Consider the declaration of the similar __assert_fail from glibc:
extern void __assert_fail (const char *__assertion,
const char *__file,
unsigned int __line,
const char *__function)
__THROW __attribute__ ((__noreturn__));
Bionic has __noreturn defined in sys/cdefs.h to be that GNU
noreturn attribute.
This patch has a practical value. Consider the following function:
void check(void* ptr) {
assert(ptr != NULL);
}
Without this patch applied, gcc (and presumably clang) shows even in
debug mode:
warning: unused parameter 'ptr' [-Wunused-parameter]

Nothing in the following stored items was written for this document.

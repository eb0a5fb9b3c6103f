/// Lowest host API level with native primitive composition.
pub const COMPOSITION_MIN_API: u32 = 30;
/// Lowest host API level with parametric envelopes.
pub const ENVELOPE_MIN_API: u32 = 36;
/// Lowest host API level with amplitude-controlled waveforms.
pub const AMPLITUDE_MIN_API: u32 = 26;

/// Raw facts reported by the host platform, taken once per vibrator.
#[derive(Clone, Copy, Debug, Default, PartialEq, Eq, serde::Serialize, serde::Deserialize)]
pub struct PlatformProbe {
    pub api_level: u32,
    pub has_vibrator: bool,
    pub supports_composition: bool,
    pub supports_envelopes: bool,
    pub supports_amplitude_control: bool,
}

/// Rendering paths usable on the running device.
#[derive(Clone, Copy, Debug, Default, PartialEq, Eq, serde::Serialize, serde::Deserialize)]
pub struct Capabilities {
    pub composition: bool,
    pub envelope: bool,
    pub amplitude: bool,
    pub on_off: bool,
    pub duration_only: bool,
}

impl Capabilities {
    pub fn none() -> Self {
        Self::default()
    }

    pub fn all() -> Self {
        Self {
            composition: true,
            envelope: true,
            amplitude: true,
            on_off: true,
            duration_only: true,
        }
    }

    /// Combine the hardware probe with the API level gates.
    pub fn from_probe(probe: &PlatformProbe) -> Self {
        if !probe.has_vibrator {
            return Self::none();
        }
        Self {
            composition: probe.supports_composition && probe.api_level >= COMPOSITION_MIN_API,
            envelope: probe.supports_envelopes && probe.api_level >= ENVELOPE_MIN_API,
            amplitude: probe.supports_amplitude_control && probe.api_level >= AMPLITUDE_MIN_API,
            on_off: true,
            duration_only: true,
        }
    }

    pub fn supports(&self, tier: RenderTier) -> bool {
        match tier {
            RenderTier::Composition => self.composition,
            RenderTier::Envelope => self.envelope,
            RenderTier::Amplitude => self.amplitude,
            RenderTier::OnOff => self.on_off,
            RenderTier::DurationOnly => self.duration_only,
        }
    }

    pub fn is_empty(&self) -> bool {
        select_tier(self).is_none()
    }
}

/// Native rendering strategies, richest first.
#[derive(
    Clone, Copy, Debug, PartialEq, Eq, PartialOrd, Ord, Hash, serde::Serialize, serde::Deserialize,
)]
pub enum RenderTier {
    Composition,
    Envelope,
    Amplitude,
    OnOff,
    DurationOnly,
}

impl RenderTier {
    /// Preference order used by [`select_tier`].
    pub const PREFERENCE: [Self; 5] = [
        Self::Composition,
        Self::Envelope,
        Self::Amplitude,
        Self::OnOff,
        Self::DurationOnly,
    ];

    /// Whether this tier renders custom curves on its own.
    pub fn renders_curves(self) -> bool {
        matches!(self, Self::Envelope | Self::Amplitude | Self::OnOff)
    }
}

/// Richest supported tier, or `None` when the device cannot vibrate.
pub fn select_tier(caps: &Capabilities) -> Option<RenderTier> {
    RenderTier::PREFERENCE
        .into_iter()
        .find(|tier| caps.supports(*tier))
}

#[cfg(test)]
#[path = "../../tests/unit/render/capability.rs"]
mod tests;
use std::{path::PathBuf, sync::Arc};

use anyhow::Context as _;
use clap::{Parser, Subcommand};
use hapticore::{
    Capabilities, HapticEffect, Millis, PlatformProbe, RenderOp, RenderTier, SilentVibrator,
    Timeline, VibratorConfig, active_time, create_backend,
};

#[derive(Parser, Debug)]
#[command(name = "hapticore", version)]
struct Cli {
    #[command(subcommand)]
    cmd: Command,

    /// Log filter level (error, warn, info, debug, trace).
    #[arg(long, global = true, default_value = "warn")]
    log: tracing::Level,
}

#[derive(Subcommand, Debug)]
enum Command {
    /// Print the resolved wait of every primitive and the nominal effect duration.
    Timeline(TimelineArgs),
    /// Print the selected render tier and what each primitive renders to.
    Render(RenderArgs),
}

#[derive(Parser, Debug)]
struct TimelineArgs {
    /// Input effect JSON.
    #[arg(long = "in")]
    in_path: PathBuf,
}

#[derive(Parser, Debug)]
struct RenderArgs {
    /// Input effect JSON.
    #[arg(long = "in")]
    in_path: PathBuf,

    /// Vibrator config JSON (waveform step, on/off threshold and gap).
    #[arg(long)]
    config: Option<PathBuf>,

    /// Host API level reported by the simulated device.
    #[arg(long, default_value_t = 36)]
    api_level: u32,

    #[arg(long)]
    no_composition: bool,

    #[arg(long)]
    no_envelopes: bool,

    #[arg(long)]
    no_amplitude: bool,

    /// Simulate a device without any vibrator.
    #[arg(long)]
    no_vibrator: bool,
}

impl RenderArgs {
    fn probe(&self) -> PlatformProbe {
        PlatformProbe {
            api_level: self.api_level,
            has_vibrator: !self.no_vibrator,
            supports_composition: !self.no_composition,
            supports_envelopes: !self.no_envelopes,
            supports_amplitude_control: !self.no_amplitude,
        }
    }
}

#[derive(serde::Serialize)]
struct RenderedStep<'a> {
    wait: Millis,
    active: Millis,
    op: &'a RenderOp,
}

#[derive(serde::Serialize)]
struct RenderReport<'a> {
    tier: Option<RenderTier>,
    capabilities: Capabilities,
    steps: Vec<RenderedStep<'a>>,
}

fn main() -> anyhow::Result<()> {
    let cli = Cli::parse();
    tracing_subscriber::fmt()
        .with_max_level(cli.log)
        .with_writer(std::io::stderr)
        .init();

    match cli.cmd {
        Command::Timeline(args) => cmd_timeline(args),
        Command::Render(args) => cmd_render(args),
    }
}

fn read_effect(path: &std::path::Path) -> anyhow::Result<HapticEffect> {
    HapticEffect::from_path(path).with_context(|| format!("load effect '{}'", path.display()))
}

fn cmd_timeline(args: TimelineArgs) -> anyhow::Result<()> {
    let effect = read_effect(&args.in_path)?;
    let timeline = Timeline::resolve(&effect);
    let out = serde_json::to_string_pretty(&timeline).context("serialize timeline")?;
    println!("{out}");
    Ok(())
}

fn cmd_render(args: RenderArgs) -> anyhow::Result<()> {
    let effect = read_effect(&args.in_path)?;
    let config = match &args.config {
        Some(path) => VibratorConfig::from_path(path)
            .with_context(|| format!("load config '{}'", path.display()))?,
        None => VibratorConfig::default(),
    };

    let probe = args.probe();
    let caps = Capabilities::from_probe(&probe);
    let backend = create_backend(caps, Arc::new(SilentVibrator::new(probe)), config.waveform);

    let timeline = Timeline::resolve(&effect);
    let ops: Vec<RenderOp> = timeline
        .steps
        .iter()
        .map(|s| backend.render(&s.primitive.basic))
        .collect();
    let steps = timeline
        .steps
        .iter()
        .zip(&ops)
        .map(|(s, op)| RenderedStep {
            wait: s.wait,
            active: active_time(op),
            op,
        })
        .collect();

    let report = RenderReport {
        tier: backend.tier(),
        capabilities: backend.capabilities(),
        steps,
    };
    let out = serde_json::to_string_pretty(&report).context("serialize render report")?;
    println!("{out}");
    Ok(())
}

In release mode, NDEBUG is defined and assert() becomes a no-op, as
one should expect. Thus, the warning is shown correctly then.
Another code sample:
float array[2];
int i = 3;
...
assert(i < 2);
array[i] = 0;
gcc says,
warning: array subscript is below array bounds [-Warray-bounds]
In other words, without noreturn attribute, assertions do not
allow a compiler's static analyzer to properly understand
the preconditions.
Change-Id: I3be92e99787c528899cf243ed448c4730c00c45b
Signed-off-by: Vadim Markovtsev <gmarkhor@gmail.com>
Diffstat (limited to 'libc/tools/bionic_utils.py')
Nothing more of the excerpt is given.